Nordahl Grieg - Bergen, Norway
Posted by: Groundspeak Premium Member Ariberna
N 60° 23.561 E 005° 19.219
32V E 297264 N 6700807
Statue in National Theater.
Waymark Code: WM1C62G
Location: Vestland, Norway
Date Posted: 06/11/2025
Published By:Groundspeak Premium Member fi67
Views: 1

The writer Nordal Grieg (1902-1943) was born in Bergen and is honored with a statue at the theater as a resistance fighter. He was distantly related to the composer Edvard Grieg. He is standing with his arms akimbo and looking into the distance.The statue is made with bronze.

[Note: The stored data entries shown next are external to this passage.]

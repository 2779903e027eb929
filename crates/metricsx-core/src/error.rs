//! Shared error type across metricsx crates.

use thiserror::Error;

use crate::metric::MetricKind;

/// Client-facing error codes (stable API).
#[derive(Debug, Clone, Copy, PartialEq, Eq)]
pub enum ErrorCode {
    /// Invalid input / malformed configuration.
    BadRequest,
    /// A name is already taken by a metric of another kind.
    KindMismatch,
    /// Unsupported config version.
    UnsupportedVersion,
    /// Internal server error.
    Internal,
}

impl ErrorCode {
    /// String representation used in JSON responses.
    pub fn as_str(self) -> &'static str {
        match self {
            ErrorCode::BadRequest => "BAD_REQUEST",
            ErrorCode::KindMismatch => "KIND_MISMATCH",
            ErrorCode::UnsupportedVersion => "UNSUPPORTED_VERSION",
            ErrorCode::Internal => "INTERNAL",
        }
    }
}

/// Shared result type.
pub type Result<T> = std::result::Result<T, MetricsError>;

/// Unified error type used by core and server.
#[derive(Debug, Error)]
pub enum MetricsError {
    #[error("bad request: {0}")]
    BadRequest(String),
    #[error("metric {name} is a {found}, not a {expected}")]
    KindMismatch {
        name: String,
        expected: MetricKind,
        found: MetricKind,
    },
    #[error("unsupported config version")]
    UnsupportedVersion,
    #[error("render failed")]
    Render(#[from] std::fmt::Error),
    #[error("internal: {0}")]
    Internal(String),
}

impl MetricsError {
    /// Map internal error to a stable client-facing code.
    pub fn code(&self) -> ErrorCode {
        match self {
            MetricsError::BadRequest(_) => ErrorCode::BadRequest,
            MetricsError::KindMismatch { .. } => ErrorCode::KindMismatch,
            MetricsError::UnsupportedVersion => ErrorCode::UnsupportedVersion,
            MetricsError::Render(_) | MetricsError::Internal(_) => ErrorCode::Internal,
        }
    }
}
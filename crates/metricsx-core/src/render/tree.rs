//! Hierarchical text rendering with folded name prefixes.
//!
//! Entries are rendered in segment order (see [`tree_order`]); then every
//! entry that shares a prefix with its predecessor is contiguous and "header
//! already written" reduces to "the previous entry starts with the same
//! segments". The writer keeps only the previous entry's segments (the
//! cursor) and never builds a tree.
//!
//! ```text
//! aaa.bbb.ccc.ddd = 1          aaa:
//! aaa.bbb.ccc.eee = 2            bbb:
//! aaa.bbb.ggg     = 4    =>        ccc:
//! aaa.iii         = 0                ddd: 1
//!                                    eee: 2
//!                                  ggg: 4
//!                                iii: 0
//! ```
//!
//! Segments are compared together with their separator class, so `a.b/c` and
//! `a/b.c` never share more than `a`. Input in any other order is rendered
//! without losing entries, but a prefix interrupted by an unrelated name gets
//! its header written again.

use std::cmp::Ordering;
use std::fmt::{self, Write};

use crate::metric::Metric;
use crate::registry::Snapshot;

use super::attributes::attributes_for;
use super::name::{split_name, Separator};

const INDENT_STEP: &str = "  ";

/// Single-pass writer; one instance per render.
pub struct PathTreeWriter<W> {
    out: W,
    last: Vec<(Separator, String)>,
}

impl<W: Write> PathTreeWriter<W> {
    pub fn new(out: W) -> Self {
        Self { out, last: Vec::new() }
    }

    pub fn write_entry(&mut self, name: &str, metric: &Metric) -> fmt::Result {
        let indent = self.write_key(name)?;
        self.write_value(&indent, metric)
    }

    /// Emit the headers this name does not share with the previous entry.
    /// Returns the indentation reached after the last segment.
    fn write_key(&mut self, name: &str) -> Result<String, fmt::Error> {
        let segments: Vec<(Separator, &str)> = split_name(name).segments().collect();

        let shared = self
            .last
            .iter()
            .zip(&segments)
            .take_while(|((last_sep, last_seg), (sep, seg))| last_sep == sep && last_seg == seg)
            .count();
        // the leaf always gets its own line
        let shared = shared.min(segments.len().saturating_sub(1));

        let mut indent = String::new();
        for (depth, (sep, segment)) in segments.iter().enumerate() {
            if depth >= shared {
                let prefix = if *sep == Separator::Slash { "/" } else { "" };
                write!(self.out, "\n{indent}{prefix}{segment}:")?;
            }
            indent.push_str(INDENT_STEP);
        }

        self.last = segments.into_iter().map(|(sep, seg)| (sep, seg.to_string())).collect();
        Ok(indent)
    }

    fn write_value(&mut self, indent: &str, metric: &Metric) -> fmt::Result {
        match attributes_for(metric).as_slice() {
            [] => write!(self.out, " {metric}"),
            [(_, value)] => write!(self.out, " {value}"),
            attributes => {
                for (label, value) in attributes {
                    write!(self.out, "\n{indent}{label}: {value}")?;
                }
                Ok(())
            }
        }
    }

    /// Write the terminator and hand back the sink.
    pub fn finish(mut self) -> Result<W, fmt::Error> {
        self.out.write_char('\n')?;
        Ok(self.out)
    }
}

/// Compare two names segment by segment, each segment tagged with its
/// separator class.
///
/// Raw string order is not enough: in `cache.hits`, `cache.hits-ratio`,
/// `cache.hits.l1` the `-` sorts below `.` and splits the `hits` subtree.
pub fn segment_cmp(a: &str, b: &str) -> Ordering {
    split_name(a).segments().cmp(split_name(b).segments())
}

/// Snapshot entries in render order: names sharing a prefix are contiguous.
pub fn tree_order(snapshot: &Snapshot) -> Vec<(&str, &Metric)> {
    let mut entries: Vec<(&str, &Metric)> = snapshot.iter().map(|(name, metric)| (name.as_str(), metric)).collect();
    entries.sort_by(|(a, _), (b, _)| segment_cmp(a, b));
    entries
}

/// Render entries in the order given. Callers must sort with [`segment_cmp`].
pub fn render_entries<'a, I>(entries: I) -> crate::Result<String>
where
    I: IntoIterator<Item = (&'a str, &'a Metric)>,
{
    let mut writer = PathTreeWriter::new(String::new());
    for (name, metric) in entries {
        writer.write_entry(name, metric)?;
    }
    Ok(writer.finish()?)
}

pub fn render_tree(snapshot: &Snapshot) -> crate::Result<String> {
    render_entries(tree_order(snapshot))
}

#[cfg(test)]
#[allow(clippy::unwrap_used)]
mod tests {
    use super::*;

    fn gauge(v: i64) -> Metric {
        Metric::gauge(move || v)
    }

    #[test]
    fn empty_is_just_the_terminator() {
        assert_eq!(render_tree(&Snapshot::new()).unwrap(), "\n");
    }

    #[test]
    fn nested_leaf_after_sibling_branch() {
        let mut s = Snapshot::new();
        s.insert("a.b.c".into(), gauge(1));
        s.insert("a.d".into(), gauge(2));
        assert_eq!(render_tree(&s).unwrap(), "\na:\n  b:\n    c: 1\n  d: 2\n");
    }

    #[test]
    fn similar_segment_names_are_not_folded() {
        let mut s = Snapshot::new();
        s.insert("a.bc.x".into(), gauge(1));
        s.insert("a.b.y".into(), gauge(2));
        // "a.b." is not a prefix of "a.bc.x."
        assert_eq!(render_tree(&s).unwrap(), "\na:\n  b:\n    y: 2\n  bc:\n    x: 1\n");
    }

    #[test]
    fn separator_class_is_part_of_the_cursor() {
        let mut s = Snapshot::new();
        s.insert("a.b/c".into(), gauge(1));
        s.insert("a/b.c".into(), gauge(2));
        assert_eq!(render_tree(&s).unwrap(), "\na:\n  b:\n    /c: 1\n  /b.c: 2\n");
    }

    #[test]
    fn segment_order_keeps_subtrees_together() {
        assert_eq!(segment_cmp("cache.hits.l1", "cache.hits-ratio"), Ordering::Less);
        assert_eq!(segment_cmp("a.b", "a/b"), Ordering::Less);
        assert_eq!(segment_cmp("a/b", "a/b|c"), Ordering::Less);
        assert_eq!(segment_cmp("x.y", "x.y"), Ordering::Equal);
    }

    #[test]
    fn prefix_after_its_child_still_gets_a_line() {
        let (ab, a) = (gauge(1), gauge(2));
        let out = render_entries([("a.b", &ab), ("a", &a)]).unwrap();
        assert_eq!(out, "\na:\n  b: 1\na: 2\n");
    }

    #[test]
    fn writer_can_target_any_fmt_sink() {
        let mut w = PathTreeWriter::new(String::from("metrics:"));
        w.write_entry("x", &gauge(5)).unwrap();
        assert_eq!(w.finish().unwrap(), "metrics:\nx: 5\n");
    }
}
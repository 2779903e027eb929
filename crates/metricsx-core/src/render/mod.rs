//! Renderers over a registry [`Snapshot`](crate::registry::Snapshot).
//!
//! - `tree`: indented YAML-ish tree with folded name prefixes.
//! - `json`: flat, type-tagged JSON object keyed by exact metric name.
//!
//! Both read metric values through the capability-based attribute selection
//! in `attributes`.

pub mod attributes;
pub mod json;
pub mod name;
pub mod tree;

pub use attributes::{attributes_for, AttributeSet};
pub use json::render_json;
pub use name::{split_name, SegmentGroups, Separator};
pub use tree::{render_entries, render_tree, segment_cmp, tree_order, PathTreeWriter};
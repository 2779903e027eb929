//! Gauges: instantaneous values read at render time.
//!
//! A gauge is evaluated on the request path, once per render. Gauges
//! registered here must be cheap; the renderer does not guard against slow
//! ones.

use crate::value::Value;

/// A value read on demand.
pub trait Gauge: Send + Sync {
    fn value(&self) -> Value;
}

impl<F, V> Gauge for F
where
    F: Fn() -> V + Send + Sync,
    V: Into<Value>,
{
    fn value(&self) -> Value {
        self().into()
    }
}

/// `numerator / denominator`, or NaN when the denominator is zero or not finite.
pub fn ratio(numerator: f64, denominator: f64) -> f64 {
    if denominator == 0.0 || !denominator.is_finite() || numerator.is_nan() {
        return f64::NAN;
    }
    numerator / denominator
}
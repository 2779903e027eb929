use std::collections::BTreeMap;
use std::panic::AssertUnwindSafe;
use std::sync::Arc;

use dashmap::mapref::entry::Entry;
use dashmap::DashMap;
use futures_util::future::join_all;
use futures_util::FutureExt;

use metricsx_core::MetricRegistry;

use super::{GaugedHealthCheck, HealthCheck, HealthStatus};

/// Name -> health check map.
#[derive(Default)]
pub struct HealthCheckRegistry {
    checks: DashMap<String, Arc<dyn HealthCheck>>,
}

impl HealthCheckRegistry {
    pub fn new() -> Self {
        Self::default()
    }

    /// Register `check` unless the name is taken. Returns whether it was added.
    pub fn register(&self, name: impl Into<String>, check: Arc<dyn HealthCheck>) -> bool {
        match self.checks.entry(name.into()) {
            Entry::Occupied(e) => {
                tracing::debug!(name = %e.key(), "health check already registered");
                false
            }
            Entry::Vacant(e) => {
                tracing::debug!(name = %e.key(), "register health check");
                e.insert(check);
                true
            }
        }
    }

    /// Register a check that also reports its healthy-run ratio as a gauge
    /// under the same name.
    ///
    /// Returns `None` (and registers no gauge) when the name is already taken:
    /// a gauge over a wrapper that never runs would read NaN forever.
    pub fn register_gauged<C: HealthCheck + 'static>(
        &self,
        name: &str,
        check: C,
        metrics: &MetricRegistry,
    ) -> Option<Arc<GaugedHealthCheck<C>>> {
        let gauged = Arc::new(GaugedHealthCheck::new(check));
        if !self.register(name, Arc::clone(&gauged) as Arc<dyn HealthCheck>) {
            return None;
        }
        let ratio_source = Arc::clone(&gauged);
        metrics.gauge(name, move || ratio_source.ratio());
        Some(gauged)
    }

    pub fn names(&self) -> Vec<String> {
        let mut names: Vec<String> = self.checks.iter().map(|e| e.key().clone()).collect();
        names.sort();
        names
    }

    pub fn len(&self) -> usize {
        self.checks.len()
    }

    pub fn is_empty(&self) -> bool {
        self.checks.is_empty()
    }

    /// Run every check concurrently; results sorted by name.
    pub async fn run_all(&self) -> BTreeMap<String, HealthStatus> {
        // copy out first: no map guard may be held across an await
        let checks: Vec<(String, Arc<dyn HealthCheck>)> = self
            .checks
            .iter()
            .map(|e| (e.key().clone(), Arc::clone(e.value())))
            .collect();

        let runs = checks.into_iter().map(|(name, check)| async move {
            let status = run_one(&name, check.as_ref()).await;
            (name, status)
        });

        join_all(runs).await.into_iter().collect()
    }
}

async fn run_one(name: &str, check: &dyn HealthCheck) -> HealthStatus {
    match AssertUnwindSafe(check.check()).catch_unwind().await {
        Ok(Ok(status)) => {
            if !status.healthy {
                tracing::warn!(check = %name, message = ?status.message, "health check unhealthy");
            }
            status
        }
        Ok(Err(e)) => {
            tracing::warn!(check = %name, error = %e, "health check failed");
            HealthStatus::failed(e.to_string())
        }
        Err(panic) => {
            let message = panic
                .downcast_ref::<&str>()
                .map(|s| s.to_string())
                .or_else(|| panic.downcast_ref::<String>().cloned())
                .unwrap_or_else(|| "health check panicked".to_string());
            tracing::error!(check = %name, %message, "health check panicked");
            HealthStatus::failed(format!("panicked: {message}"))
        }
    }
}
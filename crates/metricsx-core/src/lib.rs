//! metricsx core: metric types, the registry, and the text/JSON renderers.
//!
//! This crate defines the metric model and the rendering surface shared by the
//! HTTP server and by applications that only want to produce the reports. It
//! carries no transport or runtime dependencies so it can be reused in
//! multiple contexts.
//!
//! # Defensive guarantees
//! Panics, `unwrap`, and `expect` are compile-denied here
//! (`#![deny(clippy::panic, clippy::unwrap_used, clippy::expect_used)]`).
//! All fallible paths must surface as `MetricsError`/`Result`.

#![deny(clippy::unwrap_used)]
#![deny(clippy::expect_used)]
#![deny(clippy::panic)]

pub mod error;
pub mod metric;
pub mod registry;
pub mod render;
pub mod value;

/// Shared result type.
pub use error::{Result, MetricsError};
pub use metric::{Counter, Gauge, Histogram, Meter, Metric, MetricKind, Timer};
pub use registry::{MetricRegistry, Snapshot};
pub use value::Value;
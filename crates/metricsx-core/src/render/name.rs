//! Metric name segmentation.
//!
//! Split policy (plain character splitting, no patterns):
//! - dot group: text before the first `/`, split on `.`; a `|` in it is literal;
//! - slash group: text after the first `/` up to the next `|`, split on `/`;
//!   a `.` in it is literal;
//! - pipe group: everything after that `|`, split on `|`.
//!
//! So `foo|bar.baz` is `foo|bar` + `baz`, and `foo/bar.baz|bee` is
//! `foo` + `/bar.baz` + `bee`.

/// Separator class of a segment. Ordered dot < slash < pipe, the order the
/// groups appear in a name.
#[derive(Debug, Clone, Copy, PartialEq, Eq, PartialOrd, Ord)]
pub enum Separator {
    Dot,
    Slash,
    Pipe,
}

impl Separator {
    pub const fn as_char(self) -> char {
        match self {
            Separator::Dot => '.',
            Separator::Slash => '/',
            Separator::Pipe => '|',
        }
    }
}

/// A metric name split into its three segment groups.
#[derive(Debug, Clone, PartialEq, Eq, Default)]
pub struct SegmentGroups<'a> {
    pub dots: Vec<&'a str>,
    pub slashes: Vec<&'a str>,
    pub pipes: Vec<&'a str>,
}

impl<'a> SegmentGroups<'a> {
    /// All segments in render order, tagged with their separator class.
    pub fn segments(&self) -> impl Iterator<Item = (Separator, &'a str)> + '_ {
        let dots = self.dots.iter().map(|s| (Separator::Dot, *s));
        let slashes = self.slashes.iter().map(|s| (Separator::Slash, *s));
        let pipes = self.pipes.iter().map(|s| (Separator::Pipe, *s));
        dots.chain(slashes).chain(pipes)
    }
}

pub fn split_name(name: &str) -> SegmentGroups<'_> {
    let Some((dot_part, rest)) = name.split_once('/') else {
        return SegmentGroups {
            dots: name.split('.').collect(),
            ..SegmentGroups::default()
        };
    };

    let (slash_part, pipe_part) = match rest.split_once('|') {
        Some((s, p)) => (s, Some(p)),
        None => (rest, None),
    };

    SegmentGroups {
        dots: dot_part.split('.').collect(),
        slashes: slash_part.split('/').collect(),
        pipes: pipe_part.map(|p| p.split('|').collect()).unwrap_or_default(),
    }
}

#[cfg(test)]
mod tests {
    use super::*;

    fn groups(name: &str) -> (Vec<&str>, Vec<&str>, Vec<&str>) {
        let g = split_name(name);
        (g.dots, g.slashes, g.pipes)
    }

    #[test]
    fn dots_only() {
        assert_eq!(groups("a.b.c"), (vec!["a", "b", "c"], vec![], vec![]));
    }

    #[test]
    fn pipe_before_any_slash_is_literal() {
        assert_eq!(groups("foo.bar|baz"), (vec!["foo", "bar|baz"], vec![], vec![]));
        assert_eq!(groups("foo|bar.baz"), (vec!["foo|bar", "baz"], vec![], vec![]));
    }

    #[test]
    fn dot_after_slash_is_literal() {
        assert_eq!(groups("foo/bar.baz"), (vec!["foo"], vec!["bar.baz"], vec![]));
        assert_eq!(groups("foo/bar.baz|bee"), (vec!["foo"], vec!["bar.baz"], vec!["bee"]));
    }

    #[test]
    fn resource_timer_name() {
        assert_eq!(
            groups("resources/orders/42|GET|timer"),
            (vec!["resources"], vec!["orders", "42"], vec!["GET", "timer"])
        );
    }

    #[test]
    fn root_path_gives_empty_slash_segment() {
        assert_eq!(groups("resources/|GET"), (vec!["resources"], vec![""], vec!["GET"]));
    }

    #[test]
    fn segments_are_in_render_order() {
        let g = split_name("a.b/c|d");
        let got: Vec<_> = g.segments().collect();
        assert_eq!(
            got,
            vec![
                (Separator::Dot, "a"),
                (Separator::Dot, "b"),
                (Separator::Slash, "c"),
                (Separator::Pipe, "d"),
            ]
        );
    }
}
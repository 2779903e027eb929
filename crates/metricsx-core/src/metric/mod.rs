//! Metric model.
//!
//! Metrics form a closed set of kinds. What a renderer can read from a metric
//! is described by capabilities (countable, gauge-valued, rated, sampled), so a
//! timer is countable, rated and sampled at the same time. Each kind declares
//! its capabilities statically in [`MetricKind::capabilities`].

pub mod counter;
pub mod gauge;
pub mod histogram;
pub mod meter;

use std::fmt;
use std::sync::Arc;

use crate::value::Value;

pub use counter::Counter;
pub use gauge::{ratio, Gauge};
pub use histogram::{Histogram, Sample, Timer, DEFAULT_RESERVOIR_SIZE};
pub use meter::{Meter, Rates};

/// Something that counts events.
pub trait Counting {
    fn count(&self) -> i64;
}

/// Something that tracks event rates (events per second).
pub trait Metered: Counting {
    fn rates(&self) -> Rates;
}

/// Something that keeps a statistical sample of recorded values.
pub trait Sampling {
    fn sample(&self) -> Sample;
}

/// The closed set of metric kinds.
#[derive(Debug, Clone, Copy, PartialEq, Eq, Hash)]
pub enum MetricKind {
    Counter,
    Gauge,
    Meter,
    Histogram,
    Timer,
    Other,
}

impl MetricKind {
    /// Type tag used by the JSON encoder.
    pub fn as_str(self) -> &'static str {
        match self {
            MetricKind::Counter => "counter",
            MetricKind::Gauge => "gauge",
            MetricKind::Meter => "meter",
            MetricKind::Histogram => "histogram",
            MetricKind::Timer => "timer",
            MetricKind::Other => "metric",
        }
    }

    pub const fn capabilities(self) -> Capabilities {
        match self {
            MetricKind::Counter => Capabilities { countable: true, gauge: false, rated: false, sampled: false },
            MetricKind::Gauge => Capabilities { countable: false, gauge: true, rated: false, sampled: false },
            MetricKind::Meter => Capabilities { countable: true, gauge: false, rated: true, sampled: false },
            MetricKind::Histogram => Capabilities { countable: true, gauge: false, rated: false, sampled: true },
            MetricKind::Timer => Capabilities { countable: true, gauge: false, rated: true, sampled: true },
            MetricKind::Other => Capabilities::NONE,
        }
    }
}

impl fmt::Display for MetricKind {
    fn fmt(&self, f: &mut fmt::Formatter<'_>) -> fmt::Result {
        f.write_str(self.as_str())
    }
}

/// Capability flags of a metric.
#[derive(Debug, Clone, Copy, PartialEq, Eq, Default)]
pub struct Capabilities {
    pub countable: bool,
    pub gauge: bool,
    pub rated: bool,
    pub sampled: bool,
}

impl Capabilities {
    pub const NONE: Capabilities = Capabilities { countable: false, gauge: false, rated: false, sampled: false };
}

/// A registered metric. Cloning is cheap (shared handle).
#[derive(Clone)]
pub enum Metric {
    Counter(Arc<Counter>),
    Gauge(Arc<dyn Gauge>),
    Meter(Arc<Meter>),
    Histogram(Arc<Histogram>),
    Timer(Arc<Timer>),
    /// Anything else; rendered through its `Display` form.
    Other(Arc<dyn fmt::Display + Send + Sync>),
}

impl Metric {
    pub fn gauge<G: Gauge + 'static>(gauge: G) -> Self {
        Metric::Gauge(Arc::new(gauge))
    }

    pub fn other<D: fmt::Display + Send + Sync + 'static>(display: D) -> Self {
        Metric::Other(Arc::new(display))
    }

    pub fn kind(&self) -> MetricKind {
        match self {
            Metric::Counter(_) => MetricKind::Counter,
            Metric::Gauge(_) => MetricKind::Gauge,
            Metric::Meter(_) => MetricKind::Meter,
            Metric::Histogram(_) => MetricKind::Histogram,
            Metric::Timer(_) => MetricKind::Timer,
            Metric::Other(_) => MetricKind::Other,
        }
    }

    pub fn capabilities(&self) -> Capabilities {
        self.kind().capabilities()
    }

    pub fn as_counting(&self) -> Option<&dyn Counting> {
        match self {
            Metric::Counter(c) => Some(&**c),
            Metric::Meter(m) => Some(&**m),
            Metric::Histogram(h) => Some(&**h),
            Metric::Timer(t) => Some(&**t),
            Metric::Gauge(_) | Metric::Other(_) => None,
        }
    }

    pub fn as_gauge(&self) -> Option<&dyn Gauge> {
        match self {
            Metric::Gauge(g) => Some(&**g),
            _ => None,
        }
    }

    pub fn as_metered(&self) -> Option<&dyn Metered> {
        match self {
            Metric::Meter(m) => Some(&**m),
            Metric::Timer(t) => Some(&**t),
            _ => None,
        }
    }

    pub fn as_sampling(&self) -> Option<&dyn Sampling> {
        match self {
            Metric::Histogram(h) => Some(&**h),
            Metric::Timer(t) => Some(&**t),
            _ => None,
        }
    }
}

impl fmt::Display for Metric {
    fn fmt(&self, f: &mut fmt::Formatter<'_>) -> fmt::Result {
        match self {
            Metric::Counter(c) => write!(f, "{}", c.count()),
            Metric::Gauge(g) => write!(f, "{}", g.value()),
            Metric::Other(d) => write!(f, "{d}"),
            other => f.write_str(other.kind().as_str()),
        }
    }
}

impl fmt::Debug for Metric {
    fn fmt(&self, f: &mut fmt::Formatter<'_>) -> fmt::Result {
        f.debug_tuple("Metric").field(&self.kind()).finish()
    }
}

impl From<Arc<Counter>> for Metric {
    fn from(v: Arc<Counter>) -> Self {
        Metric::Counter(v)
    }
}

impl From<Arc<Meter>> for Metric {
    fn from(v: Arc<Meter>) -> Self {
        Metric::Meter(v)
    }
}

impl From<Arc<Histogram>> for Metric {
    fn from(v: Arc<Histogram>) -> Self {
        Metric::Histogram(v)
    }
}

impl From<Arc<Timer>> for Metric {
    fn from(v: Arc<Timer>) -> Self {
        Metric::Timer(v)
    }
}

#[cfg(test)]
mod tests {
    use super::*;

    #[test]
    fn accessors_agree_with_static_capabilities() {
        let metrics = [
            Metric::from(Arc::new(Counter::new())),
            Metric::gauge(|| 1),
            Metric::from(Arc::new(Meter::new())),
            Metric::from(Arc::new(Histogram::new())),
            Metric::from(Arc::new(Timer::new())),
            Metric::other("x"),
        ];
        for m in &metrics {
            let caps = m.capabilities();
            assert_eq!(caps.countable, m.as_counting().is_some(), "{:?}", m.kind());
            assert_eq!(caps.gauge, m.as_gauge().is_some(), "{:?}", m.kind());
            assert_eq!(caps.rated, m.as_metered().is_some(), "{:?}", m.kind());
            assert_eq!(caps.sampled, m.as_sampling().is_some(), "{:?}", m.kind());
        }
    }

    #[test]
    fn display_falls_back_to_inner_form() {
        assert_eq!(Metric::other("bar").to_string(), "bar");
        assert_eq!(Metric::gauge(|| 2.5).to_string(), "2.5");
        assert_eq!(Metric::from(Arc::new(Timer::new())).to_string(), "timer");
    }
}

"Johan Nordahl Brun Grieg (1 November 1902 – 2 December 1943) was a Norwegian poet, novelist, dramatist, journalist and political activist. He was a popular author and a controversial public figure. He served in World War II as a war correspondent and was killed while covering a bombing mission to Berlin.

Background
Nordahl Grieg was born in Bergen, Norway. He was the son of Peter Lexau Grieg (1864–1924) and Helga Vollan (1869–1946). He was the brother of Norwegian publisher Harald Grieg (1894–1972) and was distantly related to composer Edvard Grieg. In 1940, he married actress Gerd Egede-Nissen (1895–1988).

He studied at the Royal Frederick University (now the University of Oslo) and spent time travelling abroad, sometimes as a tourist and sometimes as a sailor. Receiving the 1924 Norway Scholarship, Grieg spent a year at Wadham College at Oxford, England, studying history and literature. At least one of Grieg's poems, "Kapellet i Wadham College" was inspired by his stay there, where he was a contemporary of Cecil Day-Lewis.

Career
Poet, playwright and journalist
Grieg debuted in 1922 with his first book of poetry Omkring Kap det gode Haab, based on his seagoing experiences – as was Skibet gaar videre (1924). The latter book aroused controversy for its exposure of sailors' harsh living and working conditions.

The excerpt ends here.